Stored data
· · · · · · ·

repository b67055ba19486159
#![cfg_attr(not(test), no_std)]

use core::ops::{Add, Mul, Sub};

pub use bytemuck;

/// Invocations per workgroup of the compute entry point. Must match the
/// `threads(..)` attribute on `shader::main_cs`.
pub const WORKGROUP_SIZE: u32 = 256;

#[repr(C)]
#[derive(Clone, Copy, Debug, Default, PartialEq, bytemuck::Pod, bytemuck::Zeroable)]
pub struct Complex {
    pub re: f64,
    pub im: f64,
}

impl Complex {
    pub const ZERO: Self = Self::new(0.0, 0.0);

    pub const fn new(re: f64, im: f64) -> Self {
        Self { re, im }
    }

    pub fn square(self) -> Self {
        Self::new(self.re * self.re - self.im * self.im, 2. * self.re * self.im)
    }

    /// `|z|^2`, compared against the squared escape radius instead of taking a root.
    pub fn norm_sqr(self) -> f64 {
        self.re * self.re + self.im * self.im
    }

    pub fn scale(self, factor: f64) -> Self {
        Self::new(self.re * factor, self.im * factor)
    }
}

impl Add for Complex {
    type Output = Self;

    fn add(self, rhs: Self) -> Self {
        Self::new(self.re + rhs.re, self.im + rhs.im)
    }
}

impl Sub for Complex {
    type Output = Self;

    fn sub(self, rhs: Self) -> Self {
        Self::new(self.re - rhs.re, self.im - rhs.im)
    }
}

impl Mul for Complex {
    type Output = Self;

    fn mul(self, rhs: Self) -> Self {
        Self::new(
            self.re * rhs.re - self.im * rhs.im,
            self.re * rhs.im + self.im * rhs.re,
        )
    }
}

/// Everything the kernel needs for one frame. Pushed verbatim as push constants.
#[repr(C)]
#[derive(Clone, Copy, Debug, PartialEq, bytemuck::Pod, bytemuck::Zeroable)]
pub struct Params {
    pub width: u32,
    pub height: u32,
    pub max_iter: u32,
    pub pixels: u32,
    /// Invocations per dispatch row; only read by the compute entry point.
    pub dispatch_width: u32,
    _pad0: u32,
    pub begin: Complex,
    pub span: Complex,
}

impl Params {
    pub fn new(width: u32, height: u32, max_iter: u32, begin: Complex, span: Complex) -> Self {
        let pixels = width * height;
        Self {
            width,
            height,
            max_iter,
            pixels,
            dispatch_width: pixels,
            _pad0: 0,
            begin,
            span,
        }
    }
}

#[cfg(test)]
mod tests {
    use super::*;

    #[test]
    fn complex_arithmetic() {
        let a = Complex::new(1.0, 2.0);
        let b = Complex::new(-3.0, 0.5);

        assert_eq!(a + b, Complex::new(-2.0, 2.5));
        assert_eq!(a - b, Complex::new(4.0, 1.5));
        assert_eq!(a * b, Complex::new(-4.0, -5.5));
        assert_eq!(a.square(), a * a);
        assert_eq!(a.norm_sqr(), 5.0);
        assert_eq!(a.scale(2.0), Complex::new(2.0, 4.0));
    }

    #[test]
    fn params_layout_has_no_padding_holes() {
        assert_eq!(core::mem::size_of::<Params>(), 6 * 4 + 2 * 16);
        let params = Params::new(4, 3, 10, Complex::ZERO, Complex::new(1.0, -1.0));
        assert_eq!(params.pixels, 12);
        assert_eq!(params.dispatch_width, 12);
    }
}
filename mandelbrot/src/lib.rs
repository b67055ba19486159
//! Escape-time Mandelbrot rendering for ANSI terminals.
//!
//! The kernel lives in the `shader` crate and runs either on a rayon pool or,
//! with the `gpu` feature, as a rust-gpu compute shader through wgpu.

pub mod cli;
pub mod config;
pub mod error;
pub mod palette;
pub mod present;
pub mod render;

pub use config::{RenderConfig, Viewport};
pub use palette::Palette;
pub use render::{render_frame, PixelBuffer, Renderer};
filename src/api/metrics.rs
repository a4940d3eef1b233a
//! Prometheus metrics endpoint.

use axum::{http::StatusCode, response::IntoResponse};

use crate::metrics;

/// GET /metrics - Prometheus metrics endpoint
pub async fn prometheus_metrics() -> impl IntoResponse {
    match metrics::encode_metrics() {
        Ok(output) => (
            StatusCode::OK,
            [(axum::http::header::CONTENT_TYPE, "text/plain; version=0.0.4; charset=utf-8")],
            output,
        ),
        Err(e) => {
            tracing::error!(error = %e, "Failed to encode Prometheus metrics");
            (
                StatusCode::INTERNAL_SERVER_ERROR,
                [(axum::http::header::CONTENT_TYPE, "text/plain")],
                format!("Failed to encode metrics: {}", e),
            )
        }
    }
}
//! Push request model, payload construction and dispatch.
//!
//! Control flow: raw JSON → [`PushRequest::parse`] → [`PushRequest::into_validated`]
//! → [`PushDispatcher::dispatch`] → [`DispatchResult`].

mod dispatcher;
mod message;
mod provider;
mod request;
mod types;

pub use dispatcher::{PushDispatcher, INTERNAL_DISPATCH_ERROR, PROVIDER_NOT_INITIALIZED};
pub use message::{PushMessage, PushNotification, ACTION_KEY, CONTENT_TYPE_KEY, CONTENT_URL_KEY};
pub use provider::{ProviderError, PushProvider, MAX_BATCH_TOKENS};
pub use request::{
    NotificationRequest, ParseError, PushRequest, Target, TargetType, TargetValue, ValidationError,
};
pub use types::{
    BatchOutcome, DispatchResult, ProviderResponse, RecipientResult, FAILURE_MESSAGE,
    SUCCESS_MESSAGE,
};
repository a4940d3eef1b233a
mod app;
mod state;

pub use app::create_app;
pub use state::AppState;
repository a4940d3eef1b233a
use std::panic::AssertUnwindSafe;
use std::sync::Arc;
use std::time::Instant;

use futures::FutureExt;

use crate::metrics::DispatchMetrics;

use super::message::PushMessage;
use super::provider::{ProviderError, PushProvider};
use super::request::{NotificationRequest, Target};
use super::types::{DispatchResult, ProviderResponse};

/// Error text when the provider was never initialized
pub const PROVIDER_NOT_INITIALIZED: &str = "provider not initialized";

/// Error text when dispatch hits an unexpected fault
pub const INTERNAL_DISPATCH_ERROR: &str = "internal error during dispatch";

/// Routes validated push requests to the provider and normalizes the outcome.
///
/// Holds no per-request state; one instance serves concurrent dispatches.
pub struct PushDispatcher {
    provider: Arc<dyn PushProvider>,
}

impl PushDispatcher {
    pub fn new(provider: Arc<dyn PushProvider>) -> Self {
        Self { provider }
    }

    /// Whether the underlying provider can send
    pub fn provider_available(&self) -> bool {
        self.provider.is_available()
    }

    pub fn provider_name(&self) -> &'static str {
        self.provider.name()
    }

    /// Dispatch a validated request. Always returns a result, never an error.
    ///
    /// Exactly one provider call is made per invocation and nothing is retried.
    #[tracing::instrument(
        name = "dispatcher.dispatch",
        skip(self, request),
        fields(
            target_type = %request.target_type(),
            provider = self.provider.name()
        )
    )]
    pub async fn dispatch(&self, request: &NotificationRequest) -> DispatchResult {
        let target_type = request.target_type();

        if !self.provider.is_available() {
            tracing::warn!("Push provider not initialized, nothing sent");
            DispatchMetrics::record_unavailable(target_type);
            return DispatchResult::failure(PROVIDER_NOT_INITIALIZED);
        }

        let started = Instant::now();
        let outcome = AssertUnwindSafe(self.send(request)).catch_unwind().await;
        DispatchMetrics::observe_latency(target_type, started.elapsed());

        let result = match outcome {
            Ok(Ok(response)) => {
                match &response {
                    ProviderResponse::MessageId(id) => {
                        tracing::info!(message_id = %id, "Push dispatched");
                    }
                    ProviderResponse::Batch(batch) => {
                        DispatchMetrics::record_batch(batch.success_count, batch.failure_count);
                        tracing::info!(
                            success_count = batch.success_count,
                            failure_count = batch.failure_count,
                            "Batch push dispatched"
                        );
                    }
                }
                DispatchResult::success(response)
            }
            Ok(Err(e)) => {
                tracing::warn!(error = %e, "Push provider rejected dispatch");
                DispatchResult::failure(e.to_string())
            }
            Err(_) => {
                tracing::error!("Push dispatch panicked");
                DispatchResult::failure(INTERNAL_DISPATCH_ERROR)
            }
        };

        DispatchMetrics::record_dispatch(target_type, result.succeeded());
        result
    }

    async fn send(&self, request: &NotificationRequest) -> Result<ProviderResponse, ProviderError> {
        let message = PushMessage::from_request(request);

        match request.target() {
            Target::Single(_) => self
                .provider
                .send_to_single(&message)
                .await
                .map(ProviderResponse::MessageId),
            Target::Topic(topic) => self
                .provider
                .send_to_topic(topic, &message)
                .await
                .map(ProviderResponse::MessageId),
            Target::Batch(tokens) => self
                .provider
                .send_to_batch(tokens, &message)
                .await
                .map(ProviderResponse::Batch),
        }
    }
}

· · · · · · ·

## What needs to be done:
Scan the data for lines containing "endpoint" and copy all of them.

## Answer:
//! Prometheus metrics endpoint.
/// GET /metrics - Prometheus metrics endpoint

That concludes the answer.